Previous: Core Goals and Graph Validation
Scheherazade isn't meant for just Aesop fables. The annotation project I ran with it, DramaBank, contains 110 annotations; most of these are Aesop, but there is some epic poetry, a news article, some contemporary nonfiction and some literary short stories. Only the Aesop encodings feature detailed "timeline" annotation, though. I realized over the course of my experiments that making everything linguistically grounded in verb and noun frames was making annotation of longer, more abstract and more complex stories not only very slow, but quite difficult. So for the non-Aesop stories, I asked annotators to do interpretative-layer annotation only by doing only "placeholder" timeline propositions:
highlight a span of the source text that relates to an agent's plan or goal
create a timeline proposition that is simply "X acts" where "X" is the agent in question
place the proposition in the correct temporal position relative to other propositions in the story's timeline, but don't bother with more specific actions or properties
head over to the Interpretations panel and annotate the plan or goal in the usual fashion
This approach allowed the annotators to complete encodings of long stories in just a few hours each. The outlier was one overachieving undergraduate and Medieval studies enthusiast who provided an agent-intentive reading of all of Beowulf! This encoding includes some 476 nodes and 413 arcs, and covers about half of its 25,000 words -- that is, the annotator associated timeline propositions and interpretative-layer content with source text spans that, collectively, spanned about half the original text. This tour de force took a bit more than 15 hours, and according to the student, gave her a new appreciation for the text (as any 15 hour close read would!).

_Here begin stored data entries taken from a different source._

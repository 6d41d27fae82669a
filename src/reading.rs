// SPDX-License-Identifier: MPL-2.0
// This Source Code Form is subject to the terms of the Mozilla Public
// License, v. 2.0. If a copy of the MPL was not distributed with this
// file, You can obtain one at https://mozilla.org/MPL/2.0/.

//! Garden condition inputs.
//!
//! [`InputModel`] holds the three values the user edits. [`Reading`] is a
//! copy of those values taken at one instant; it is what a calculation is
//! built from, so editing the model afterwards never affects a calculation
//! that is already in flight.
//!
//! # Examples
//!
//! ```
//! use irrigation_panel::reading::InputModel;
//!
//! let mut inputs = InputModel::new();
//! inputs.set_temperature(41.0);
//!
//! // Out-of-range values are clamped onto the nearest bound
//! assert_eq!(inputs.temperature().value(), 40.0);
//!
//! let reading = inputs.snapshot();
//! inputs.set_temperature(10.0);
//! assert_eq!(reading.temperature.value(), 40.0);
//! ```

use serde::{Deserialize, Serialize};

use crate::error::ValueError;
use crate::types::{SoilMoisture, Sunlight, Temperature};

/// Snapshot of the three environmental inputs.
///
/// Serializes to the calculation payload shape:
/// `{"soil_moisture": n, "temperature": n, "sunlight": n}`.
#[derive(Debug, Clone, Copy, Default, PartialEq, Serialize, Deserialize)]
pub struct Reading {
    /// Soil water content (0-100%).
    pub soil_moisture: SoilMoisture,
    /// Ambient temperature (0-40°C).
    pub temperature: Temperature,
    /// Sunlight intensity (0-100%).
    pub sunlight: Sunlight,
}

impl Reading {
    /// Creates a reading from already-bounded values.
    #[must_use]
    pub fn new(soil_moisture: SoilMoisture, temperature: Temperature, sunlight: Sunlight) -> Self {
        Self {
            soil_moisture,
            temperature,
            sunlight,
        }
    }

    /// Creates a reading from raw numbers, rejecting out-of-range values.
    ///
    /// # Errors
    ///
    /// Returns the first [`ValueError`] encountered, checking soil moisture,
    /// then temperature, then sunlight.
    pub fn try_from_raw(soil_moisture: f64, temperature: f64, sunlight: f64) -> Result<Self, ValueError> {
        Ok(Self {
            soil_moisture: SoilMoisture::new(soil_moisture)?,
            temperature: Temperature::new(temperature)?,
            sunlight: Sunlight::new(sunlight)?,
        })
    }

    /// Creates a reading from raw numbers, clamping each onto its range.
    #[must_use]
    pub fn clamped(soil_moisture: f64, temperature: f64, sunlight: f64) -> Self {
        Self {
            soil_moisture: SoilMoisture::clamped(soil_moisture),
            temperature: Temperature::clamped(temperature),
            sunlight: Sunlight::clamped(sunlight),
        }
    }
}

/// The user-editable inputs of one panel.
///
/// Each setter clamps onto the field's range and has no other effect.
/// Getters are side-effect free. The model lives in memory only.
#[derive(Debug, Clone, Default, PartialEq)]
pub struct InputModel {
    current: Reading,
}

impl InputModel {
    /// Creates a model holding the default values (50%, 20°C, 50%).
    #[must_use]
    pub fn new() -> Self {
        Self::default()
    }

    /// Creates a model starting from the given reading.
    #[must_use]
    pub fn with_reading(reading: Reading) -> Self {
        Self { current: reading }
    }

    /// Returns the current soil moisture.
    #[must_use]
    pub fn soil_moisture(&self) -> SoilMoisture {
        self.current.soil_moisture
    }

    /// Returns the current temperature.
    #[must_use]
    pub fn temperature(&self) -> Temperature {
        self.current.temperature
    }

    /// Returns the current sunlight intensity.
    #[must_use]
    pub fn sunlight(&self) -> Sunlight {
        self.current.sunlight
    }

    /// Sets soil moisture, clamping to [0, 100].
    pub fn set_soil_moisture(&mut self, percent: f64) {
        self.current.soil_moisture = SoilMoisture::clamped(percent);
    }

    /// Sets temperature, clamping to [0, 40].
    pub fn set_temperature(&mut self, celsius: f64) {
        self.current.temperature = Temperature::clamped(celsius);
    }

    /// Sets sunlight intensity, clamping to [0, 100].
    pub fn set_sunlight(&mut self, percent: f64) {
        self.current.sunlight = Sunlight::clamped(percent);
    }

    /// Copies the current values into an independent [`Reading`].
    #[must_use]
    pub fn snapshot(&self) -> Reading {
        self.current
    }
}

#[cfg(test)]
mod tests {
    use proptest::prelude::*;

    use super::*;

    #[test]
    fn defaults_match_panel_defaults() {
        let reading = InputModel::new().snapshot();
        assert_eq!(reading.soil_moisture, SoilMoisture::DEFAULT);
        assert_eq!(reading.temperature, Temperature::DEFAULT);
        assert_eq!(reading.sunlight, Sunlight::DEFAULT);
    }

    #[test]
    fn setters_clamp_to_bounds() {
        let mut inputs = InputModel::new();
        inputs.set_soil_moisture(-5.0);
        inputs.set_temperature(41.0);
        inputs.set_sunlight(250.0);

        assert_eq!(inputs.soil_moisture(), SoilMoisture::MIN);
        assert_eq!(inputs.temperature(), Temperature::MAX);
        assert_eq!(inputs.sunlight(), Sunlight::MAX);
    }

    #[test]
    fn setters_are_independent() {
        let mut inputs = InputModel::new();
        inputs.set_sunlight(80.0);
        assert_eq!(inputs.soil_moisture(), SoilMoisture::DEFAULT);
        assert_eq!(inputs.temperature(), Temperature::DEFAULT);
    }

    #[test]
    fn snapshot_is_detached_from_model() {
        let mut inputs = InputModel::new();
        let before = inputs.snapshot();
        inputs.set_soil_moisture(10.0);
        assert_eq!(before.soil_moisture, SoilMoisture::DEFAULT);
        assert_ne!(before, inputs.snapshot());
    }

    #[test]
    fn reading_serializes_to_payload_shape() {
        let reading = Reading::clamped(50.0, 20.0, 50.0);
        let json = serde_json::to_value(reading).unwrap();
        assert_eq!(
            json,
            serde_json::json!({
                "soil_moisture": 50.0,
                "temperature": 20.0,
                "sunlight": 50.0
            })
        );
    }

    #[test]
    fn reading_try_from_raw_rejects_first_invalid_field() {
        let err = Reading::try_from_raw(50.0, 41.0, 150.0).unwrap_err();
        assert!(matches!(
            err,
            ValueError::OutOfRange {
                field: "temperature",
                ..
            }
        ));
    }

    proptest! {
        #[test]
        fn setters_keep_every_field_in_range(
            moisture in any::<f64>(),
            temperature in any::<f64>(),
            sunlight in any::<f64>(),
        ) {
            let mut model = InputModel::new();
            model.set_soil_moisture(moisture);
            model.set_temperature(temperature);
            model.set_sunlight(sunlight);

            let reading = model.snapshot();
            prop_assert!(reading.soil_moisture >= SoilMoisture::MIN);
            prop_assert!(reading.soil_moisture <= SoilMoisture::MAX);
            prop_assert!(reading.temperature >= Temperature::MIN);
            prop_assert!(reading.temperature <= Temperature::MAX);
            prop_assert!(reading.sunlight >= Sunlight::MIN);
            prop_assert!(reading.sunlight <= Sunlight::MAX);
        }

        #[test]
        fn in_range_values_are_kept_exactly(
            moisture in 0.0f64..=100.0,
            temperature in 0.0f64..=40.0,
            sunlight in 0.0f64..=100.0,
        ) {
            let strict = Reading::try_from_raw(moisture, temperature, sunlight).unwrap();
            prop_assert_eq!(Reading::clamped(moisture, temperature, sunlight), strict);
        }
    }
}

Conversely, part of DramaBank features Aesop fables that have timeline annotation but no interpretative annotation, and yet another part features fables annotated with both "layers". This latter subset was the most interesting to work with, because I could test to see which layer was more helpful at finding story similarities and analogies. I essentially asked, when it comes to understanding which stories are most similar to one another, what's more important: the specific nouns and verbs that the author uses to describe the action, or the underlying kinds of thematic content -- goal and plan structures -- that exist beneath the nouns and verbs?

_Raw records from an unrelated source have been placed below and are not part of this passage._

// SPDX-License-Identifier: MPL-2.0
// This Source Code Form is subject to the terms of the Mozilla Public
// License, v. 2.0. If a copy of the MPL was not distributed with this
// file, You can obtain one at https://mozilla.org/MPL/2.0/.

//! HTTP transport for the calculation service.

use std::time::Duration;

use reqwest::Client;

use crate::error::ProtocolError;
use crate::protocol::{CalculationService, ServiceResponse};
use crate::request::{CALCULATE_PATH, CalculationRequest};

// ============================================================================
// HttpConfig - Connection parameters for the calculation service
// ============================================================================

/// Configuration for reaching the calculation service over HTTP.
///
/// No timeout is applied unless one is set explicitly; the transport's own
/// behaviour governs how long a request may take.
///
/// # Examples
///
/// ```
/// use irrigation_panel::protocol::HttpConfig;
/// use std::time::Duration;
///
/// // Defaults to http://localhost:5000
/// let config = HttpConfig::default();
/// assert_eq!(config.base_url(), "http://localhost:5000");
///
/// let config = HttpConfig::new("192.168.1.20:5000")
///     .with_timeout(Duration::from_secs(5));
/// assert_eq!(config.base_url(), "http://192.168.1.20:5000");
/// ```
#[derive(Debug, Clone, PartialEq, Eq)]
pub struct HttpConfig {
    base_url: String,
    timeout: Option<Duration>,
}

impl HttpConfig {
    /// Default service base URL.
    pub const DEFAULT_BASE_URL: &'static str = "http://localhost:5000";

    /// Creates a configuration for the given base URL.
    ///
    /// A missing scheme defaults to `http://`; trailing slashes are dropped.
    #[must_use]
    pub fn new(base_url: impl Into<String>) -> Self {
        Self {
            base_url: normalize_base_url(base_url.into()),
            timeout: None,
        }
    }

    /// Sets the request timeout.
    #[must_use]
    pub fn with_timeout(mut self, timeout: Duration) -> Self {
        self.timeout = Some(timeout);
        self
    }

    /// Returns the base URL.
    #[must_use]
    pub fn base_url(&self) -> &str {
        &self.base_url
    }

    /// Returns the timeout, if one was set.
    #[must_use]
    pub fn timeout(&self) -> Option<Duration> {
        self.timeout
    }

    /// Creates an `HttpClient` from this configuration.
    ///
    /// # Errors
    ///
    /// Returns error if the base URL is empty or the HTTP client cannot be
    /// created.
    pub fn into_client(self) -> Result<HttpClient, ProtocolError> {
        let host = self.base_url.split_once("://").map_or("", |(_, rest)| rest);
        if host.is_empty() {
            return Err(ProtocolError::InvalidAddress(
                "base URL has no host".to_string(),
            ));
        }

        let mut builder = Client::builder();
        if let Some(timeout) = self.timeout {
            builder = builder.timeout(timeout);
        }
        let client = builder.build().map_err(ProtocolError::Http)?;

        Ok(HttpClient {
            base_url: self.base_url,
            client,
            timeout: self.timeout,
        })
    }
}

impl Default for HttpConfig {
    fn default() -> Self {
        Self::new(Self::DEFAULT_BASE_URL)
    }
}

fn normalize_base_url(url: String) -> String {
    let url = url.trim().trim_end_matches('/').to_string();
    if url.starts_with("http://") || url.starts_with("https://") {
        url
    } else {
        format!("http://{url}")
    }
}

// ============================================================================
// HttpClient
// ============================================================================

/// HTTP client for the calculation service.
///
/// Sends `POST /calculate` with a JSON reading and `GET /` for liveness.
///
/// # Examples
///
/// ```no_run
/// use irrigation_panel::protocol::{CalculationService, HttpClient};
///
/// # async fn example() -> irrigation_panel::Result<()> {
/// let client = HttpClient::new("http://localhost:5000")?;
/// let status = client.status().await?;
/// assert!(status.is_running());
/// # Ok(())
/// # }
/// ```
#[derive(Debug, Clone)]
pub struct HttpClient {
    base_url: String,
    client: Client,
    timeout: Option<Duration>,
}

impl HttpClient {
    /// Creates a new HTTP client for the specified base URL.
    ///
    /// # Errors
    ///
    /// Returns error if the HTTP client cannot be created.
    pub fn new(base_url: impl Into<String>) -> Result<Self, ProtocolError> {
        HttpConfig::new(base_url).into_client()
    }

    /// Returns the base URL of the service.
    #[must_use]
    pub fn base_url(&self) -> &str {
        &self.base_url
    }

    fn build_url(&self, path: &str) -> String {
        format!("{}{path}", self.base_url)
    }

    fn transport_error(&self, err: reqwest::Error) -> ProtocolError {
        if err.is_timeout()
            && let Some(timeout) = self.timeout
        {
            return ProtocolError::Timeout(u64::try_from(timeout.as_millis()).unwrap_or(u64::MAX));
        }
        if err.is_connect() {
            return ProtocolError::ConnectionFailed(err.to_string());
        }
        ProtocolError::Http(err)
    }

    async fn read_body(&self, response: reqwest::Response) -> Result<ServiceResponse, ProtocolError> {
        let status = response.status();
        if !status.is_success() {
            return Err(ProtocolError::HttpStatus {
                status: status.as_u16(),
                reason: status.canonical_reason().unwrap_or("Unknown").to_string(),
            });
        }

        let body = response
            .text()
            .await
            .map_err(|e| self.transport_error(e))?;

        tracing::debug!(body = %body, "Received HTTP response");

        Ok(ServiceResponse::new(body))
    }
}

impl CalculationService for HttpClient {
    async fn send_calculation(
        &self,
        request: &CalculationRequest,
    ) -> Result<ServiceResponse, ProtocolError> {
        let url = self.build_url(CALCULATE_PATH);

        tracing::debug!(url = %url, request_id = %request.id(), %request, "Sending calculation request");

        let response = self
            .client
            .post(&url)
            .json(request.reading())
            .send()
            .await
            .map_err(|e| self.transport_error(e))?;

        self.read_body(response).await
    }

    async fn send_status_query(&self) -> Result<ServiceResponse, ProtocolError> {
        let url = self.build_url("/");

        tracing::debug!(url = %url, "Sending status query");

        let response = self
            .client
            .get(&url)
            .send()
            .await
            .map_err(|e| self.transport_error(e))?;

        self.read_body(response).await
    }
}

#[cfg(test)]
mod tests {
    use super::*;

    #[test]
    fn http_config_default_values() {
        let config = HttpConfig::default();
        assert_eq!(config.base_url(), "http://localhost:5000");
        assert!(config.timeout().is_none());
    }

    #[test]
    fn http_config_adds_scheme() {
        let config = HttpConfig::new("192.168.1.100:5000");
        assert_eq!(config.base_url(), "http://192.168.1.100:5000");
    }

    #[test]
    fn http_config_keeps_https() {
        let config = HttpConfig::new("https://irrigation.example.com/");
        assert_eq!(config.base_url(), "https://irrigation.example.com");
    }

    #[test]
    fn http_config_with_timeout() {
        let config = HttpConfig::default().with_timeout(Duration::from_secs(30));
        assert_eq!(config.timeout(), Some(Duration::from_secs(30)));
    }

    #[test]
    fn http_config_rejects_empty_host() {
        let result = HttpConfig::new("").into_client();
        assert!(matches!(result, Err(ProtocolError::InvalidAddress(_))));
    }

    #[test]
    fn build_url_appends_path() {
        let client = HttpClient::new("http://localhost:5000/").unwrap();
        assert_eq!(
            client.build_url(CALCULATE_PATH),
            "http://localhost:5000/calculate"
        );
        assert_eq!(client.build_url("/"), "http://localhost:5000/");
    }

    #[test]
    fn http_config_into_client() {
        let client = HttpConfig::new("localhost:8080").into_client().unwrap();
        assert_eq!(client.base_url(), "http://localhost:8080");
    }
}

The interpretative content "won" the contest handily. Goal and plan similarity was a much stronger predictor of overall story similarity (as judged by independent raters) than noun and verb similarity. This suggests that the interpretative-layer symbols, such as the "provides for" arc, meaningfully relate to the way that we humans read, understand and remember the stories we hear.
That's not to say that timeline annotation is unnecessary or not useful -- while it didn't work as well for the similarity task, it could be useful in a variety of other situations, such as serving as a content planner for text generation systems that learn how to "voice" a story in words. There is one exciting project going on at UC Santa Cruz to this end, with Prof. Marilyn Walker and her students experimenting with combining Scheherazade encodings with other, more customizable surface generators.

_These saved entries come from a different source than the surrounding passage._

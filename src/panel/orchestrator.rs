// SPDX-License-Identifier: MPL-2.0
// This Source Code Form is subject to the terms of the Mozilla Public
// License, v. 2.0. If a copy of the MPL was not distributed with this
// file, You can obtain one at https://mozilla.org/MPL/2.0/.

//! Request orchestration.

use parking_lot::Mutex;

use crate::error::CalculationError;
use crate::protocol::CalculationService;
use crate::reading::Reading;
use crate::request::CalculationRequest;
use crate::response::{CalculationOutcome, CalculationResponse};
use crate::state::{Phase, StateChange, UiState};
use crate::subscription::{CallbackRegistry, Subscribable, SubscriptionId};

/// Failure reason recorded when a pending calculation is dropped unresolved.
pub const ABANDONED_REASON: &str = "calculation was abandoned";

/// Drives calculations against a [`CalculationService`].
///
/// The orchestrator owns the [`UiState`] of one panel. Entering `Loading`
/// happens synchronously in [`begin`](Self::begin), before any I/O is
/// started, and doubles as the single-flight guard: while a calculation is
/// outstanding, further triggers return `None` and send nothing.
///
/// # Examples
///
/// ```no_run
/// use irrigation_panel::panel::Orchestrator;
/// use irrigation_panel::protocol::HttpClient;
/// use irrigation_panel::reading::Reading;
///
/// # async fn example() -> irrigation_panel::Result<()> {
/// let orchestrator = Orchestrator::new(HttpClient::new("http://localhost:5000")?);
///
/// if let Some(outcome) = orchestrator.calculate(Reading::default()).await {
///     println!("{outcome:?}");
/// }
/// # Ok(())
/// # }
/// ```
#[derive(Debug)]
pub struct Orchestrator<S: CalculationService> {
    service: S,
    state: Mutex<UiState>,
    callbacks: CallbackRegistry,
}

impl<S: CalculationService> Orchestrator<S> {
    /// Creates an orchestrator in the `Idle` phase.
    #[must_use]
    pub fn new(service: S) -> Self {
        Self {
            service,
            state: Mutex::new(UiState::new()),
            callbacks: CallbackRegistry::new(),
        }
    }

    /// Returns the underlying service.
    #[must_use]
    pub fn service(&self) -> &S {
        &self.service
    }

    /// Returns a copy of the current presentation state.
    #[must_use]
    pub fn ui_state(&self) -> UiState {
        self.state.lock().clone()
    }

    /// Returns the current phase.
    #[must_use]
    pub fn phase(&self) -> Phase {
        self.state.lock().phase()
    }

    /// Returns `true` while a calculation is in flight.
    #[must_use]
    pub fn is_loading(&self) -> bool {
        self.state.lock().is_loading()
    }

    /// Starts a calculation for `reading`.
    ///
    /// On success the state is already `Loading` when this returns, and the
    /// returned [`PendingCalculation`] must be resolved to settle it.
    /// Returns `None`, without building a request, if a calculation is
    /// already in flight.
    #[must_use = "dropping the pending calculation settles it as abandoned"]
    pub fn begin(&self, reading: Reading) -> Option<PendingCalculation<'_, S>> {
        if !self.transition(&StateChange::Loading) {
            tracing::debug!("Calculation already in flight, ignoring trigger");
            return None;
        }

        let request = CalculationRequest::new(reading);
        tracing::info!(request_id = %request.id(), %request, "Calculation started");

        Some(PendingCalculation {
            orchestrator: self,
            request,
            settled: false,
        })
    }

    /// Runs one full calculation cycle for `reading`.
    ///
    /// Returns `None` if a calculation is already in flight; otherwise the
    /// resolved outcome, which has also been applied to the state.
    pub async fn calculate(&self, reading: Reading) -> Option<CalculationOutcome> {
        let pending = self.begin(reading)?;
        Some(pending.resolve().await)
    }

    async fn execute(&self, request: &CalculationRequest) -> Result<f64, CalculationError> {
        let response = self.service.send_calculation(request).await?;
        let body: CalculationResponse = response.parse()?;

        if !body.is_success() {
            tracing::warn!(
                request_id = %request.id(),
                status = %body.status_text(),
                detail = body.error_detail().unwrap_or_default(),
                "Calculation rejected by service"
            );
        }

        body.into_watering_time()
    }

    fn settle(&self, request: &CalculationRequest, outcome: CalculationOutcome) {
        match &outcome {
            CalculationOutcome::Success {
                watering_time_minutes,
            } => {
                tracing::info!(
                    request_id = %request.id(),
                    watering_time_minutes,
                    "Calculation settled"
                );
            }
            CalculationOutcome::Failure { reason } => {
                tracing::warn!(request_id = %request.id(), %reason, "Calculation failed");
            }
        }
        self.transition(&StateChange::settled(outcome));
    }

    /// Applies `change` and notifies subscribers if it was accepted.
    ///
    /// The state lock is released before callbacks run.
    fn transition(&self, change: &StateChange) -> bool {
        let applied = self.state.lock().apply(change);
        if applied {
            self.callbacks.dispatch(change);
        }
        applied
    }
}

impl<S: CalculationService> Subscribable for Orchestrator<S> {
    fn on_loading<F>(&self, callback: F) -> SubscriptionId
    where
        F: Fn() + Send + Sync + 'static,
    {
        self.callbacks.on_loading(callback)
    }

    fn on_settled<F>(&self, callback: F) -> SubscriptionId
    where
        F: Fn(&CalculationOutcome) + Send + Sync + 'static,
    {
        self.callbacks.on_settled(callback)
    }

    fn on_state_changed<F>(&self, callback: F) -> SubscriptionId
    where
        F: Fn(&StateChange) + Send + Sync + 'static,
    {
        self.callbacks.on_state_changed(callback)
    }

    fn unsubscribe(&self, id: SubscriptionId) -> bool {
        self.callbacks.unsubscribe(id)
    }
}

/// A calculation that has entered `Loading` and awaits resolution.
///
/// Resolving it sends the request and settles the state with exactly one
/// outcome. If it is dropped before resolving (including when the
/// [`resolve`](Self::resolve) future is dropped mid-flight), the state is
/// settled with a failure carrying [`ABANDONED_REASON`], so the panel never
/// stays stuck in `Loading`.
#[derive(Debug)]
pub struct PendingCalculation<'a, S: CalculationService> {
    orchestrator: &'a Orchestrator<S>,
    request: CalculationRequest,
    settled: bool,
}

impl<S: CalculationService> PendingCalculation<'_, S> {
    /// Returns the request that will be sent.
    #[must_use]
    pub fn request(&self) -> &CalculationRequest {
        &self.request
    }

    /// Sends the request, settles the state, and returns the outcome.
    ///
    /// Every failure (transport, malformed body, rejection) is converted
    /// into a [`CalculationOutcome::Failure`]; this never returns an error.
    pub async fn resolve(mut self) -> CalculationOutcome {
        let result = self.orchestrator.execute(&self.request).await;
        let outcome = CalculationOutcome::from(result);

        self.settled = true;
        self.orchestrator.settle(&self.request, outcome.clone());
        outcome
    }
}

impl<S: CalculationService> Drop for PendingCalculation<'_, S> {
    fn drop(&mut self) {
        if !self.settled {
            self.orchestrator
                .settle(&self.request, CalculationOutcome::failure(ABANDONED_REASON));
        }
    }
}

I hope you enjoyed this walk-through of Scheherazade. Please contact me if you have any questions, comments or bug reports. And if you'd like to see the story encoding that I came up for "The Fox and the Crow" while writing this tutorial, it's here.
If you're a programmer interested in working with Scheherazade as a library, download the latest Linux distribution and check out the API via the Javadoc and the sample application ScheherazadeDemo.java. You might, for example, build an alternate GUI for the underlying story logic engine, or do different kinds of analysis on your own set of encoded stories.
Lastly, if you decide you'd like to cite this work in your own publications, please keep in mind an important distinction:
the Story Intention Graph or SIG is the representation (data structure) I've proposed that describes narratives in terms of goals, plans, beliefs, actions, statives, attempts and outcomes. Like, say, Rhetorical Structure Theory, it may some day be possible to automatically annotate a story into the SIG with intelligent software.
Scheherazade is a particular software tool for annotating stories with the SIG model.
I mention this to dispel the notion that this work is all about large amounts of manual annotation. My hope is to show that the SIG is a meaningful and useful representation for stories, and a worthwhile goal for automatic understanding -- and that in the meantime, we can automatically tag certain aspects of it (like attempts or outcomes) that will give us insights into the way stories work the way they do.Â
Thanks for reading, and happy annotating!